Listen, if you do this, I'll help you.
I've tracked that piece of shit since 1923.
But I'm not as good a barrister as you. I'm not as quick. I'm not as audacious.
You are humouring me, Rudolf.
Stephan...your lease - my colleague has sorted it out.
You have a communist to thank.
"Heil, Margot and Ma..."
Should I put on my armour?
We were going to celebrate. Remember?
Max sold his beechwood table and we did something good too.

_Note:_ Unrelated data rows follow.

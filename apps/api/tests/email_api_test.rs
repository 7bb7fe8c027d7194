//! # `/api/emails` と `/health` の統合テスト
//!
//! `build_app` で main.rs と同じルーターを組み立て、`oneshot` で検証する。

use std::{collections::HashMap, sync::Arc};

use axum::{Router, body::Body};
use http::{Request, StatusCode};
use mailswitch_api::{AppState, ApiConfig, build_app};
use mailswitch_infra::{EmailSwitch, mock::MockEmailTransport};
use pretty_assertions::assert_eq;
use rstest::rstest;
use tower::ServiceExt;

const ROOT_API_KEY: &str = "root-api-key";

const VALID_BODY: &str = r#"{
    "fromEmail": "noreply@example.com",
    "fromName": "Example",
    "to": ["user@example.com"],
    "subject": "ようこそ",
    "text": "本文",
    "html": "<p>本文</p>"
}"#;

fn config() -> ApiConfig {
    let vars = HashMap::from([
        ("ROOT_API_KEY", ROOT_API_KEY),
        ("PROVIDERS_VALUE", r#"[{"id":"test"}]"#),
    ]);
    ApiConfig::from_lookup(|name| vars.get(name).map(|v| (*v).to_string())).unwrap()
}

/// プロバイダ設定 `[{"id":"test"}]` で main.rs と同じ構成のアプリを作る
fn app_with_test_provider() -> Router {
    let config = config();
    let providers = config.providers.load().unwrap();
    let state = AppState::from_config(&config, &providers).unwrap();
    build_app(&config, Arc::new(state))
}

fn app_with_transports(transports: Vec<MockEmailTransport>) -> Router {
    let switch = EmailSwitch::new(
        transports
            .into_iter()
            .map(|t| Box::new(t) as Box<dyn mailswitch_infra::EmailTransport>)
            .collect(),
    );
    let state = AppState {
        switch:   Arc::new(switch),
        verifier: None,
    };
    build_app(&config(), Arc::new(state))
}

fn post_email(authorization: Option<&str>, body: &str) -> Request<Body> {
    let mut builder = Request::builder()
        .method("POST")
        .uri("/api/emails")
        .header("content-type", "application/json");
    if let Some(value) = authorization {
        builder = builder.header("authorization", value);
    }
    builder.body(Body::from(body.to_string())).unwrap()
}

async fn body_json(response: axum::response::Response) -> serde_json::Value {
    let bytes = axum::body::to_bytes(response.into_body(), usize::MAX)
        .await
        .unwrap();
    serde_json::from_slice(&bytes).unwrap()
}

#[tokio::test]
async fn test_正しい認証と本文でtestプロバイダなら200() {
    // Given
    let app = app_with_test_provider();

    // When
    let response = app
        .oneshot(post_email(Some(&format!("Bearer {ROOT_API_KEY}")), VALID_BODY))
        .await
        .unwrap();

    // Then
    assert_eq!(response.status(), StatusCode::OK);
    let bytes = axum::body::to_bytes(response.into_body(), usize::MAX)
        .await
        .unwrap();
    assert!(bytes.is_empty());
}

#[rstest]
#[case::キーなしのbearer(Some("Bearer"))]
#[case::ヘッダーなし(None)]
#[case::キー不一致(Some("Bearer wrong-key"))]
#[case::要素が多い(Some("Bearer root-api-key extra"))]
#[tokio::test]
async fn test_認証に失敗したら401(#[case] authorization: Option<&str>) {
    let transport = MockEmailTransport::succeeding();
    let app = app_with_transports(vec![transport.clone()]);

    let response = app
        .oneshot(post_email(authorization, VALID_BODY))
        .await
        .unwrap();

    assert_eq!(response.status(), StatusCode::UNAUTHORIZED);
    let json = body_json(response).await;
    assert_eq!(json["status"], 401);
    assert_eq!(json["detail"], "認証に失敗しました");
    assert_eq!(transport.call_count(), 0);
}

#[tokio::test]
async fn test_解釈できないボディは400() {
    let transport = MockEmailTransport::succeeding();
    let app = app_with_transports(vec![transport.clone()]);

    let response = app
        .oneshot(post_email(Some(&format!("Bearer {ROOT_API_KEY}")), "{not json"))
        .await
        .unwrap();

    assert_eq!(response.status(), StatusCode::BAD_REQUEST);
    let json = body_json(response).await;
    assert_eq!(json["detail"], "Can't deserialize body");
    assert_eq!(transport.call_count(), 0);
}

#[rstest]
#[case::送信元に_at_がない(r#"{"fromEmail":"noreply","to":["u@example.com"],"subject":"s","text":"t"}"#)]
#[case::宛先が空(r#"{"fromEmail":"n@example.com","to":[],"subject":"s","text":"t"}"#)]
#[case::件名が空白(r#"{"fromEmail":"n@example.com","to":["u@example.com"],"subject":" ","text":"t"}"#)]
#[case::本文がない(r#"{"fromEmail":"n@example.com","to":["u@example.com"],"subject":"s","text":"","html":" "}"#)]
#[tokio::test]
async fn test_検証ルール違反は400で配信しない(#[case] body: &str) {
    let transport = MockEmailTransport::succeeding();
    let app = app_with_transports(vec![transport.clone()]);

    let response = app
        .oneshot(post_email(Some(&format!("Bearer {ROOT_API_KEY}")), body))
        .await
        .unwrap();

    assert_eq!(response.status(), StatusCode::BAD_REQUEST);
    let json = body_json(response).await;
    assert_eq!(json["title"], "Validation Error");
    assert_eq!(transport.call_count(), 0);
}

#[tokio::test]
async fn test_全プロバイダが失敗したら500() {
    let first = MockEmailTransport::failing();
    let second = MockEmailTransport::failing();
    let app = app_with_transports(vec![first.clone(), second.clone()]);

    let response = app
        .oneshot(post_email(Some(&format!("Bearer {ROOT_API_KEY}")), VALID_BODY))
        .await
        .unwrap();

    assert_eq!(response.status(), StatusCode::INTERNAL_SERVER_ERROR);
    let json = body_json(response).await;
    assert_eq!(json["detail"], "メールを送信できませんでした");
    assert_eq!(first.call_count(), 1);
    assert_eq!(second.call_count(), 1);
}

#[tokio::test]
async fn test_先頭が失敗しても次のプロバイダで200() {
    let first = MockEmailTransport::failing();
    let second = MockEmailTransport::succeeding();
    let third = MockEmailTransport::succeeding();
    let app = app_with_transports(vec![first.clone(), second.clone(), third.clone()]);

    let response = app
        .oneshot(post_email(Some(&format!("Token {ROOT_API_KEY}")), VALID_BODY))
        .await
        .unwrap();

    assert_eq!(response.status(), StatusCode::OK);
    assert_eq!(second.received()[0].subject(), "ようこそ");
    assert_eq!(third.call_count(), 0);
}

#[tokio::test]
async fn test_qstash無効時は_api_qstash_が存在しない() {
    let app = app_with_test_provider();

    let response = app
        .oneshot(
            Request::builder()
                .method("POST")
                .uri("/api/qstash")
                .body(Body::from(VALID_BODY))
                .unwrap(),
        )
        .await
        .unwrap();

    assert_eq!(response.status(), StatusCode::NOT_FOUND);
}

#[tokio::test]
async fn test_healthは認証なしで200() {
    let app = app_with_test_provider();

    let response = app
        .oneshot(Request::builder().uri("/health").body(Body::empty()).unwrap())
        .await
        .unwrap();

    assert_eq!(response.status(), StatusCode::OK);
    assert!(response.headers().contains_key("x-request-id"));
    let json = body_json(response).await;
    assert_eq!(json["status"], "healthy");
}

#[tokio::test]
async fn test_readyはトランスポートがあれば200() {
    let app = app_with_test_provider();

    let response = app
        .oneshot(
            Request::builder()
                .uri("/health/ready")
                .body(Body::empty())
                .unwrap(),
        )
        .await
        .unwrap();

    assert_eq!(response.status(), StatusCode::OK);
    let json = body_json(response).await;
    assert_eq!(json["status"], "ready");
    assert_eq!(json["checks"]["transports"], "ok");
}

#[tokio::test]
async fn test_readyはトランスポートがなければ503() {
    let app = app_with_transports(Vec::new());

    let response = app
        .oneshot(
            Request::builder()
                .uri("/health/ready")
                .body(Body::empty())
                .unwrap(),
        )
        .await
        .unwrap();

    assert_eq!(response.status(), StatusCode::SERVICE_UNAVAILABLE);
    let json = body_json(response).await;
    assert_eq!(json["status"], "not_ready");
}
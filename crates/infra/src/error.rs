//! # インフラ層エラー定義
//!
//! 起動時のプロバイダ設定エラー、配信時のトランスポートエラー、
//! Webhook 署名の検証エラーを表現する。
//!
//! ## 構造
//!
//! - [`InfraError`]: 起動時エラー。種別（[`InfraErrorKind`]）と [`SpanTrace`] を保持する
//! - [`TransportError`]: 1 回の配信試行が失敗した理由。[`EmailSwitch`](crate::EmailSwitch)
//!   の境界を越えず、ログにのみ現れる
//! - [`SignatureError`]: 1 つの鍵による署名検証が失敗した理由。呼び出し元には返さない

use std::fmt;

use derive_more::Display;
use thiserror::Error;
use tracing_error::SpanTrace;

/// インフラ層で発生する起動時エラー
///
/// convenience constructor で生成すると、その時点のスパン情報が
/// 自動的にキャプチャされる。
#[derive(Display)]
#[display("{kind}")]
pub struct InfraError {
    kind:       InfraErrorKind,
    span_trace: SpanTrace,
}

/// インフラ層エラーの種別
#[derive(Debug, Error)]
pub enum InfraErrorKind {
    /// プロバイダ設定ドキュメント全体が不正（JSON でない、配列でない）
    #[error("プロバイダ設定ドキュメントが不正です: {0}")]
    ProviderDocument(String),

    /// id が一致したレコードの必須フィールド欠落・型不一致
    #[error("プロバイダ設定が不正です ({provider}): {message}")]
    ProviderConfig {
        /// プロバイダ id（例: "smtp"）
        provider: String,
        message:  String,
    },

    /// HTTP クライアント等の初期化失敗
    #[error("トランスポートを初期化できません: {0}")]
    Transport(String),
}

impl InfraError {
    /// エラー種別を取得する
    pub fn kind(&self) -> &InfraErrorKind {
        &self.kind
    }

    /// SpanTrace を取得する
    pub fn span_trace(&self) -> &SpanTrace {
        &self.span_trace
    }

    fn with_kind(kind: InfraErrorKind) -> Self {
        Self {
            kind,
            span_trace: SpanTrace::capture(),
        }
    }

    // ===== Convenience constructors =====

    pub fn provider_document(message: impl Into<String>) -> Self {
        Self::with_kind(InfraErrorKind::ProviderDocument(message.into()))
    }

    pub fn provider_config(provider: impl Into<String>, message: impl Into<String>) -> Self {
        Self::with_kind(InfraErrorKind::ProviderConfig {
            provider: provider.into(),
            message:  message.into(),
        })
    }

    pub fn transport(message: impl Into<String>) -> Self {
        Self::with_kind(InfraErrorKind::Transport(message.into()))
    }
}

impl fmt::Debug for InfraError {
    fn fmt(&self, f: &mut fmt::Formatter<'_>) -> fmt::Result {
        f.debug_struct("InfraError")
            .field("kind", &self.kind)
            .field("span_trace", &self.span_trace)
            .finish()
    }
}

impl std::error::Error for InfraError {
    fn source(&self) -> Option<&(dyn std::error::Error + 'static)> {
        self.kind.source()
    }
}

/// 1 回の配信試行の失敗理由
#[derive(Debug, Error)]
pub enum TransportError {
    /// 接続失敗・タイムアウト・TLS エラーなど
    #[error("HTTP 通信エラー: {0}")]
    Http(#[from] reqwest::Error),

    /// 2xx 以外のステータス
    #[error("プロバイダがエラーを返しました (status={status}): {body}")]
    Status { status: u16, body: String },

    /// メッセージを組み立てられない（アドレスの形式不正など）
    #[error("メッセージを構築できません: {0}")]
    Message(String),

    #[error("SMTP エラー: {0}")]
    Smtp(#[from] lettre::transport::smtp::Error),
}

/// 1 つの鍵による署名検証の失敗理由
#[derive(Debug, Error)]
pub enum SignatureError {
    #[error("署名トークンがありません")]
    MissingToken,

    /// 形式不正・署名不一致・issuer 不一致・期限切れなど
    #[error("トークンを検証できません: {0}")]
    Token(#[from] jsonwebtoken::errors::Error),

    #[error("body クレームがリクエストボディのハッシュと一致しません")]
    BodyHashMismatch,

    #[error("sub クレームが配信先 URL と一致しません")]
    UrlMismatch,
}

Go sit down. We saved you some.
I had this crazy idea.
"Did you, Hans?" Yes, I did, actually.
He's going to jack everything in and open a sweet shop in Konigsberg.
No, he's going to learn tenor sax and join the Weintraub Syncopators.
Oh, I'd like to see him get syncopated.
SINGS: No oh oh.
I'm going to subpoena Adolf Hitler.
That shut you up.
-We don't know if you're joking, now.
-I'm not joking.
I'm thinking of getting him to testify at the Eden Palace trial.
And this was your idea?
Actually it was Olden's.
Oh, Hans. He's an operator isn't he?
He is shrewd. He said it was a chance
to interrupt the interminable Hitler monologue.
-Have a dialogue?
Well, in court that's what it would be.
He'd have to turn all those bizarre thoughts into rational statements
and I'd be challenging him and pointing up the contradictions.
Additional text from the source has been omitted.